In the medical field besides alternative medicine, there are also a ton of pseudoscience, such as the anti-vaxxers movement (people against vaccines) AIDS denialists, and a lot of other misleading information doing rounds on social media. You can google all of them, read about them but many times you may come across people who are actively advocating them and lashing out at actual medicine (which again they conveniently call ‘allopathy’)

A general theme of this blog i.e. decoding and identifying pseudoscience is relevant to almost the entire barrage of junk science. Let's start breaking down seemingly ‘scientific’ rhetoric of pseudoscience step by step starting with the following

The ‘Truth’ factor

The pseudoscience material (it could be an article, or a documentary, or a web page) has the word ‘truth’ in the heading. The information is presented as something new, shocking, unique, groundbreaking, and factually correct. The efforts of a few very smart people who at the same time fell victims of their extraordinary truths being rejected by the mainstream as a part of some sort of a conspiracy. Boohoo! Thus to make their truths more appealing they require over-the-top adjectives such as the ‘real’ truth, truth behind, the ‘hidden’ truth so on and so forth. People who spread these truths, find the whole thing uniquely interesting and perhaps may also derive a feeling of being in a detective squad of some sort which unearths hidden truths….get it? ‘truths’. By the way, just saying something as truth does not make something true in the realm of Science.


Ranting about conventional medicine 

The Propaganda includes the same old attack on medical science saying it has side effects, bad effects, does not attack the root cause of diseases and is unnatural/chemical. Let's dig to explore these rants.

All pharmacological drugs have side effects, they are well studied and documented. The safety of all medical procedures and their complications are constantly being analyzed through and through. Even the risks associated with alternative remedies are studied as to their efficiency when they are being evaluated. The difference is that actual medicine is proven for its efficiency in clinical trials and their benefit to risk ratio is understood. Now, homeopathy virtually has no side effects, but that is because they have no active ingredients in their formulations at all. Their effects, of any kind, do not exceed beyond that of a placebo.

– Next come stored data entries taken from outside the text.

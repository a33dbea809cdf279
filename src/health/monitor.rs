//! Active health checking.
//!
//! # Responsibilities
//! - Periodically probe providers through a pluggable callback
//! - Combine probe results with metric thresholds
//! - Update provider health state based on results

use async_trait::async_trait;
use futures_util::future::join_all;
use std::future::Future;
use std::sync::Arc;
use std::time::Duration;
use tokio::sync::broadcast;
use tokio::time;

use crate::config::HealthCheckConfig;
use crate::health::tracker::HealthTracker;
use crate::provider::{Provider, ProviderInstance, ProviderRegistry};

/// Error returned by a failed probe.
pub type ProbeError = Box<dyn std::error::Error + Send + Sync>;

/// Transport-specific liveness probe, supplied by the embedding application.
#[async_trait]
pub trait HealthProbe: Send + Sync {
    /// Return `Ok(true)` if the provider answered healthily.
    async fn probe(&self, provider: &ProviderInstance) -> Result<bool, ProbeError>;
}

/// Adapter turning an async closure into a `HealthProbe`.
pub struct FnProbe<F>(F);

#[async_trait]
impl<F, Fut> HealthProbe for FnProbe<F>
where
    F: Fn(ProviderInstance) -> Fut + Send + Sync,
    Fut: Future<Output = Result<bool, ProbeError>> + Send,
{
    async fn probe(&self, provider: &ProviderInstance) -> Result<bool, ProbeError> {
        (self.0)(provider.clone()).await
    }
}

/// Wrap an async closure as a shareable probe.
pub fn probe_fn<F, Fut>(f: F) -> Arc<dyn HealthProbe>
where
    F: Fn(ProviderInstance) -> Fut + Send + Sync + 'static,
    Fut: Future<Output = Result<bool, ProbeError>> + Send + 'static,
{
    Arc::new(FnProbe(f))
}

#[derive(Clone)]
pub struct HealthMonitor {
    registry: Arc<ProviderRegistry>,
    tracker: Arc<HealthTracker>,
    probe: Option<Arc<dyn HealthProbe>>,
    interval: Duration,
    probe_timeout: Duration,
}

impl HealthMonitor {
    pub fn new(
        registry: Arc<ProviderRegistry>,
        tracker: Arc<HealthTracker>,
        probe: Option<Arc<dyn HealthProbe>>,
        config: &HealthCheckConfig,
    ) -> Self {
        Self {
            registry,
            tracker,
            probe,
            interval: config.interval(),
            probe_timeout: config.probe_timeout(),
        }
    }

    pub async fn run(self, mut shutdown: broadcast::Receiver<()>) {
        tracing::info!(
            interval_secs = self.interval.as_secs(),
            probe = self.probe.is_some(),
            "Health monitor starting"
        );

        let mut ticker = time::interval(self.interval);
        // The first tick completes immediately; skip it so fresh registrations
        // are not judged before their first report.
        ticker.tick().await;

        loop {
            tokio::select! {
                _ = ticker.tick() => {
                    self.check_all().await;
                }
                _ = shutdown.recv() => {
                    tracing::info!("Health monitor received shutdown signal, exiting loop");
                    break;
                }
            }
        }
    }

    /// Run one active check over every registered provider.
    pub async fn check_all(&self) {
        let providers = self.registry.all();
        let checks = providers.iter().map(|provider| self.check_one(provider.clone()));
        join_all(checks).await;
    }

    async fn check_one(&self, provider: Arc<Provider>) {
        let probe_ok = match &self.probe {
            Some(probe) => self.run_probe(probe.clone(), provider.snapshot()).await,
            None => true,
        };
        let healthy = probe_ok && self.tracker.passes_active_check(&provider);
        self.tracker.apply_active_result(&provider, healthy);
    }

    /// Run the probe on its own task with a deadline. Errors, timeouts and
    /// panics all count as unhealthy.
    async fn run_probe(&self, probe: Arc<dyn HealthProbe>, snapshot: ProviderInstance) -> bool {
        let id = snapshot.id.clone();
        let timeout = self.probe_timeout;
        let task = tokio::spawn(async move { time::timeout(timeout, probe.probe(&snapshot)).await });

        match task.await {
            Ok(Ok(Ok(healthy))) => {
                if !healthy {
                    tracing::warn!(provider = %id, "Health probe failed: provider reported unhealthy");
                }
                healthy
            }
            Ok(Ok(Err(e))) => {
                tracing::warn!(provider = %id, error = %e, "Health probe failed: probe error");
                false
            }
            Ok(Err(_)) => {
                tracing::warn!(provider = %id, timeout_secs = timeout.as_secs(), "Health probe failed: timeout");
                false
            }
            Err(e) => {
                tracing::warn!(provider = %id, error = %e, "Health probe failed: probe task aborted");
                false
            }
        }
    }
}
//! Per-provider metrics history.
//!
//! # Responsibilities
//! - Merge partial metric reports into live provider state
//! - Keep a bounded ring of snapshots per provider (oldest evicted first)
//! - Answer anomaly and trend queries from that ring

use dashmap::DashMap;
use serde::Serialize;
use std::collections::VecDeque;
use std::time::SystemTime;

use crate::provider::{MetricsUpdate, Provider, ProviderInstance, ProviderMetrics};
use crate::stats::analysis::{mean, std_dev, Anomaly, AnomalyKind, PerformanceTrend, Severity};

/// Snapshots retained per provider.
pub const HISTORY_CAPACITY: usize = 100;

/// Minimum history before anomaly detection says anything.
pub const MIN_ANOMALY_SAMPLES: usize = 10;

/// Deviations from the historical mean that count as anomalous.
const ANOMALY_SIGMA: f64 = 2.0;

/// One merged metrics snapshot.
#[derive(Debug, Clone, PartialEq, Serialize)]
pub struct MetricsSample {
    pub metrics: ProviderMetrics,
    pub recorded_at: SystemTime,
}

#[derive(Debug)]
pub struct MetricsCollector {
    history: DashMap<String, VecDeque<MetricsSample>>,
    capacity: usize,
}

impl Default for MetricsCollector {
    fn default() -> Self {
        Self::new()
    }
}

impl MetricsCollector {
    pub fn new() -> Self {
        Self::with_capacity(HISTORY_CAPACITY)
    }

    pub fn with_capacity(capacity: usize) -> Self {
        Self {
            history: DashMap::new(),
            capacity: capacity.max(1),
        }
    }

    /// Merge `update` into the provider and append the merged snapshot.
    pub fn record(&self, provider: &Provider, update: &MetricsUpdate) -> ProviderMetrics {
        let merged = provider.apply_metrics(update);

        let mut ring = self.history.entry(provider.id.clone()).or_default();
        if ring.len() >= self.capacity {
            ring.pop_front();
        }
        ring.push_back(MetricsSample {
            metrics: merged.clone(),
            recorded_at: SystemTime::now(),
        });

        merged
    }

    /// Oldest-first copy of a provider's history. Empty for unknown ids.
    pub fn history(&self, provider_id: &str) -> Vec<MetricsSample> {
        self.history
            .get(provider_id)
            .map(|ring| ring.iter().cloned().collect())
            .unwrap_or_default()
    }

    pub fn sample_count(&self, provider_id: &str) -> usize {
        self.history.get(provider_id).map(|ring| ring.len()).unwrap_or(0)
    }

    pub fn remove(&self, provider_id: &str) {
        self.history.remove(provider_id);
    }

    pub fn clear(&self) {
        self.history.clear();
    }

    /// Compare a provider's current metrics with its history.
    ///
    /// Response time more than two standard deviations above the mean is a
    /// high-severity anomaly; success rate more than two below is critical.
    /// Fewer than `MIN_ANOMALY_SAMPLES` samples yields nothing.
    pub fn detect_anomalies(&self, provider: &ProviderInstance) -> Vec<Anomaly> {
        let (response_times, success_rates) = match self.series(&provider.id) {
            Some(series) if series.0.len() >= MIN_ANOMALY_SAMPLES => series,
            _ => return Vec::new(),
        };

        let mut anomalies = Vec::new();

        let rt_mean = mean(response_times.iter().copied());
        let rt_std = std_dev(&response_times);
        let rt_now = provider.metrics.avg_response_time_ms;
        if rt_now > rt_mean + ANOMALY_SIGMA * rt_std {
            anomalies.push(Anomaly {
                provider_id: provider.id.clone(),
                kind: AnomalyKind::ResponseTime,
                severity: Severity::High,
                current: rt_now,
                historical_mean: rt_mean,
                std_dev: rt_std,
            });
        }

        let sr_mean = mean(success_rates.iter().copied());
        let sr_std = std_dev(&success_rates);
        let sr_now = provider.metrics.success_rate;
        if sr_now < sr_mean - ANOMALY_SIGMA * sr_std {
            anomalies.push(Anomaly {
                provider_id: provider.id.clone(),
                kind: AnomalyKind::SuccessRate,
                severity: Severity::Critical,
                current: sr_now,
                historical_mean: sr_mean,
                std_dev: sr_std,
            });
        }

        if !anomalies.is_empty() {
            tracing::warn!(provider = %provider.id, count = anomalies.len(), "Metric anomalies detected");
        }
        anomalies
    }

    /// Least-squares trend over the retained history.
    pub fn performance_trend(&self, provider_id: &str) -> PerformanceTrend {
        match self.series(provider_id) {
            Some((response_times, success_rates)) => {
                PerformanceTrend::from_series(provider_id, &response_times, &success_rates)
            }
            None => PerformanceTrend::empty(provider_id, 0),
        }
    }

    fn series(&self, provider_id: &str) -> Option<(Vec<f64>, Vec<f64>)> {
        let ring = self.history.get(provider_id)?;
        Some(
            ring.iter()
                .map(|s| (s.metrics.avg_response_time_ms, s.metrics.success_rate))
                .unzip(),
        )
    }
}

#[cfg(test)]
mod tests {
    use super::*;
    use crate::stats::analysis::TrendDirection;

    fn provider(id: &str) -> Provider {
        Provider::from_instance(ProviderInstance::new(id, "http://127.0.0.1:1")).unwrap()
    }

    #[test]
    fn test_record_merges_and_appends() {
        let collector = MetricsCollector::new();
        let p = provider("p");

        collector.record(&p, &MetricsUpdate::new(120.0, 0.9));
        let merged = collector.record(
            &p,
            &MetricsUpdate {
                throughput_rpm: Some(40.0),
                ..MetricsUpdate::default()
            },
        );

        // Absent fields are unchanged.
        assert_eq!(merged.avg_response_time_ms, 120.0);
        assert_eq!(merged.success_rate, 0.9);
        assert_eq!(merged.throughput_rpm, 40.0);
        assert_eq!(p.metrics(), merged);

        let history = collector.history("p");
        assert_eq!(history.len(), 2);
        assert_eq!(history[1].metrics, merged);
    }

    #[test]
    fn test_history_is_bounded() {
        let collector = MetricsCollector::new();
        let p = provider("p");
        for i in 0..(HISTORY_CAPACITY + 5) {
            collector.record(&p, &MetricsUpdate::new(i as f64, 1.0));
        }

        let history = collector.history("p");
        assert_eq!(history.len(), HISTORY_CAPACITY);
        // Oldest five were evicted.
        assert_eq!(history[0].metrics.avg_response_time_ms, 5.0);
        assert_eq!(
            history[HISTORY_CAPACITY - 1].metrics.avg_response_time_ms,
            (HISTORY_CAPACITY + 4) as f64
        );
    }

    #[test]
    fn test_unknown_provider_queries() {
        let collector = MetricsCollector::new();
        assert!(collector.history("nope").is_empty());
        assert_eq!(collector.performance_trend("nope"), PerformanceTrend::empty("nope", 0));
        let snapshot = ProviderInstance::new("nope", "http://127.0.0.1:1");
        assert!(collector.detect_anomalies(&snapshot).is_empty());
    }

    #[test]
    fn test_anomalies_need_ten_samples() {
        let collector = MetricsCollector::new();
        let p = provider("p");
        for _ in 0..(MIN_ANOMALY_SAMPLES - 1) {
            collector.record(&p, &MetricsUpdate::new(100.0, 0.99));
        }
        let spiked = p.snapshot().with_metrics(ProviderMetrics {
            avg_response_time_ms: 5_000.0,
            success_rate: 0.1,
            ..ProviderMetrics::default()
        });
        assert!(collector.detect_anomalies(&spiked).is_empty());
    }

    #[test]
    fn test_detects_latency_and_success_anomalies() {
        let collector = MetricsCollector::new();
        let p = provider("p");
        for i in 0..20 {
            let jitter = (i % 3) as f64;
            collector.record(&p, &MetricsUpdate::new(100.0 + jitter, 0.98 + jitter / 100.0));
        }

        let normal = p.snapshot();
        assert!(collector.detect_anomalies(&normal).is_empty());

        let spiked = normal.clone().with_metrics(ProviderMetrics {
            avg_response_time_ms: 900.0,
            success_rate: 0.5,
            ..ProviderMetrics::default()
        });
        let anomalies = collector.detect_anomalies(&spiked);
        assert_eq!(anomalies.len(), 2);
        assert_eq!(anomalies[0].kind, AnomalyKind::ResponseTime);
        assert_eq!(anomalies[0].severity, Severity::High);
        assert_eq!(anomalies[1].kind, AnomalyKind::SuccessRate);
        assert_eq!(anomalies[1].severity, Severity::Critical);
    }

    #[test]
    fn test_faster_or_more_reliable_is_not_anomalous() {
        let collector = MetricsCollector::new();
        let p = provider("p");
        for i in 0..20 {
            let jitter = (i % 3) as f64;
            collector.record(&p, &MetricsUpdate::new(500.0 + jitter, 0.80 + jitter / 100.0));
        }
        let better = p.snapshot().with_metrics(ProviderMetrics {
            avg_response_time_ms: 10.0,
            success_rate: 1.0,
            ..ProviderMetrics::default()
        });
        assert!(collector.detect_anomalies(&better).is_empty());
    }

    #[test]
    fn test_trend_from_history() {
        let collector = MetricsCollector::new();
        let p = provider("p");
        for i in 0..10 {
            collector.record(&p, &MetricsUpdate::new(1_000.0 - 50.0 * i as f64, 0.9));
        }
        let trend = collector.performance_trend("p");
        assert_eq!(trend.samples, 10);
        assert_eq!(trend.response_time, TrendDirection::Improving);
        assert_eq!(trend.success_rate, TrendDirection::Stable);
        assert!((trend.response_time_slope + 50.0).abs() < 1e-9);
    }

    #[test]
    fn test_remove_and_clear() {
        let collector = MetricsCollector::new();
        let a = provider("a");
        let b = provider("b");
        collector.record(&a, &MetricsUpdate::new(1.0, 1.0));
        collector.record(&b, &MetricsUpdate::new(1.0, 1.0));

        collector.remove("a");
        assert_eq!(collector.sample_count("a"), 0);
        assert_eq!(collector.sample_count("b"), 1);

        collector.clear();
        assert_eq!(collector.sample_count("b"), 0);
    }
}
//! Configuration schema definitions.
//!
//! This module defines the complete configuration structure for the balancer.
//! All types derive Serde traits for deserialization from config files.

use serde::{Deserialize, Serialize};
use std::collections::BTreeSet;
use std::time::Duration;

use crate::provider::ProviderInstance;
use crate::strategy::Strategy;

/// Root configuration for the provider balancer.
#[derive(Debug, Clone, Deserialize, Serialize, Default)]
#[serde(default)]
pub struct BalancerConfig {
    /// Strategy used when adaptive mode does not override it.
    pub strategy: Strategy,

    /// Active health check settings.
    pub health_check: HealthCheckConfig,

    /// Adaptive strategy override.
    pub adaptive: AdaptiveConfig,

    /// Sticky session settings.
    pub sticky_sessions: StickySessionConfig,

    /// Circuit breaker thresholds.
    pub circuit_breaker: CircuitBreakerConfig,

    /// Retry policy advertised to dispatchers.
    pub retry: RetryConfig,

    /// Observability settings.
    pub observability: ObservabilityConfig,

    /// Providers to register at startup.
    pub providers: Vec<ProviderConfig>,
}

/// Active health check configuration.
#[derive(Debug, Clone, Deserialize, Serialize)]
#[serde(default)]
pub struct HealthCheckConfig {
    /// Enable periodic active health checks.
    pub enabled: bool,

    /// Health check interval in seconds.
    pub interval_secs: u64,

    /// Timeout for a single probe in seconds.
    pub probe_timeout_secs: u64,

    /// Success rate below which a provider fails the active check.
    pub min_success_rate: f64,

    /// Average response time (ms) above which a provider fails the active check.
    pub max_response_time_ms: f64,

    /// A provider without a metrics report for this long fails the active check.
    pub stale_after_secs: u64,
}

impl HealthCheckConfig {
    pub fn interval(&self) -> Duration {
        Duration::from_secs(self.interval_secs)
    }

    pub fn probe_timeout(&self) -> Duration {
        Duration::from_secs(self.probe_timeout_secs)
    }

    pub fn stale_after(&self) -> Duration {
        Duration::from_secs(self.stale_after_secs)
    }
}

impl Default for HealthCheckConfig {
    fn default() -> Self {
        Self {
            enabled: true,
            interval_secs: 30,
            probe_timeout_secs: 5,
            min_success_rate: 0.7,
            max_response_time_ms: 15_000.0,
            stale_after_secs: 300,
        }
    }
}

/// Adaptive strategy configuration.
#[derive(Debug, Clone, Deserialize, Serialize)]
#[serde(default)]
pub struct AdaptiveConfig {
    /// Let pool-wide load signals override the configured strategy.
    pub enabled: bool,

    /// Mean load ratio above which least-connections is forced.
    pub load_threshold: f64,
}

impl Default for AdaptiveConfig {
    fn default() -> Self {
        Self {
            enabled: false,
            load_threshold: 0.8,
        }
    }
}

/// Sticky session configuration.
#[derive(Debug, Clone, Deserialize, Serialize)]
#[serde(default)]
pub struct StickySessionConfig {
    /// Enable session affinity.
    pub enabled: bool,

    /// Idle time after which a session binding expires, in seconds.
    pub ttl_secs: u64,
}

impl StickySessionConfig {
    pub fn ttl(&self) -> Duration {
        Duration::from_secs(self.ttl_secs)
    }
}

impl Default for StickySessionConfig {
    fn default() -> Self {
        Self {
            enabled: false,
            ttl_secs: 3600,
        }
    }
}

/// Circuit breaker configuration.
#[derive(Debug, Clone, Deserialize, Serialize)]
#[serde(default)]
pub struct CircuitBreakerConfig {
    /// Enable circuit breaking.
    pub enabled: bool,

    /// Failures that open the circuit.
    pub failure_threshold: u32,

    /// Time after the last failure before a trial is allowed, in seconds.
    pub recovery_timeout_secs: u64,

    /// Trial successes needed to close a half-open circuit.
    pub half_open_max_calls: u32,
}

impl Default for CircuitBreakerConfig {
    fn default() -> Self {
        Self {
            enabled: true,
            failure_threshold: 5,
            recovery_timeout_secs: 60,
            half_open_max_calls: 3,
        }
    }
}

/// Retry configuration.
#[derive(Debug, Clone, Deserialize, Serialize)]
#[serde(default)]
pub struct RetryConfig {
    /// Maximum number of retry attempts.
    pub max_retries: u32,

    /// Base delay for exponential backoff in milliseconds.
    pub base_delay_ms: u64,

    /// Growth factor between consecutive delays.
    pub backoff_multiplier: f64,

    /// Maximum delay for exponential backoff in milliseconds.
    pub max_delay_ms: u64,
}

impl Default for RetryConfig {
    fn default() -> Self {
        Self {
            max_retries: 3,
            base_delay_ms: 100,
            backoff_multiplier: 2.0,
            max_delay_ms: 10_000,
        }
    }
}

/// Observability configuration.
#[derive(Debug, Clone, Deserialize, Serialize)]
#[serde(default)]
pub struct ObservabilityConfig {
    /// Log level (trace, debug, info, warn, error).
    pub log_level: String,

    /// Enable metrics endpoint.
    pub metrics_enabled: bool,

    /// Metrics endpoint bind address.
    pub metrics_address: String,

    /// Buffered events per subscriber before the slowest one lags.
    pub event_capacity: usize,
}

impl Default for ObservabilityConfig {
    fn default() -> Self {
        Self {
            log_level: "info".to_string(),
            metrics_enabled: false,
            metrics_address: "0.0.0.0:9090".to_string(),
            event_capacity: 1024,
        }
    }
}

/// Provider registration entry.
#[derive(Debug, Clone, Deserialize, Serialize)]
pub struct ProviderConfig {
    /// Unique provider identifier.
    pub id: String,

    /// Display name (defaults to the id).
    #[serde(default)]
    pub name: Option<String>,

    /// Vendor tag.
    #[serde(default = "default_provider_type")]
    pub provider_type: String,

    /// Provider endpoint URL.
    pub endpoint: String,

    /// Weight for weighted selection (1-100, default: 1).
    #[serde(default = "default_weight")]
    pub weight: u32,

    /// Maximum concurrent requests to this provider.
    #[serde(default = "default_max_provider_conns")]
    pub max_connections: usize,

    /// Capabilities offered by this provider.
    #[serde(default)]
    pub capabilities: BTreeSet<String>,

    /// Opaque vendor configuration passed through untouched.
    #[serde(default)]
    pub config: Option<toml::Table>,
}

fn default_provider_type() -> String {
    "custom".to_string()
}

fn default_weight() -> u32 {
    1
}

fn default_max_provider_conns() -> usize {
    100
}

impl ProviderConfig {
    /// Build the registration descriptor.
    pub fn to_instance(&self) -> ProviderInstance {
        let mut instance = ProviderInstance::new(&self.id, &self.endpoint)
            .with_name(self.name.clone().unwrap_or_else(|| self.id.clone()))
            .with_provider_type(&self.provider_type)
            .with_weight(self.weight)
            .with_max_connections(self.max_connections);
        instance.capabilities = self.capabilities.clone();
        if let Some(table) = &self.config {
            instance.config = serde_json::to_value(table).unwrap_or(serde_json::Value::Null);
        }
        instance
    }
}

#[cfg(test)]
mod tests {
    use super::*;

    #[test]
    fn test_defaults() {
        let config = BalancerConfig::default();
        assert_eq!(config.strategy, Strategy::WeightedLeastConnections);
        assert_eq!(config.health_check.interval_secs, 30);
        assert_eq!(config.circuit_breaker.failure_threshold, 5);
        assert_eq!(config.circuit_breaker.recovery_timeout_secs, 60);
        assert_eq!(config.circuit_breaker.half_open_max_calls, 3);
        assert_eq!(config.adaptive.load_threshold, 0.8);
        assert!(!config.sticky_sessions.enabled);
    }

    #[test]
    fn test_minimal_toml() {
        let config: BalancerConfig = toml::from_str(
            r#"
            strategy = "least_connections"

            [sticky_sessions]
            enabled = true
            ttl_secs = 120

            [[providers]]
            id = "openai-primary"
            endpoint = "https://api.openai.com/v1"
            weight = 70
            capabilities = ["streaming"]

            [providers.config]
            model = "gpt-4o"
            "#,
        )
        .unwrap();

        assert_eq!(config.strategy, Strategy::LeastConnections);
        assert!(config.sticky_sessions.enabled);
        assert_eq!(config.sticky_sessions.ttl_secs, 120);
        // Untouched sections keep their defaults.
        assert_eq!(config.retry.max_retries, 3);

        let instance = config.providers[0].to_instance();
        assert_eq!(instance.name, "openai-primary");
        assert_eq!(instance.weight, 70);
        assert_eq!(instance.max_connections, 100);
        assert!(instance.capabilities.contains("streaming"));
        assert_eq!(instance.config["model"], "gpt-4o");
    }
}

A commonly re-occurring theme in attacking scientific medicine that is, that it does not go for the ‘root cause’. This misconception stems from a gross misunderstanding of medicine (for the sake of simplicity I am just going to refer to one as medicine and the other as alternative medicine)

It's certainly true that so many medications provided for different conditions in medicine are for symptomatic relief only. These apply to many diseases for which we still haven’t found a cure, mostly due to the lack of proper understanding of a particular disease or like in common flu for which going after the root cause would be downright superfluous. Nonetheless, medications providing symptomatic relief are vigorously tested and pass through the same scientific methodology (which I will discuss briefly later on)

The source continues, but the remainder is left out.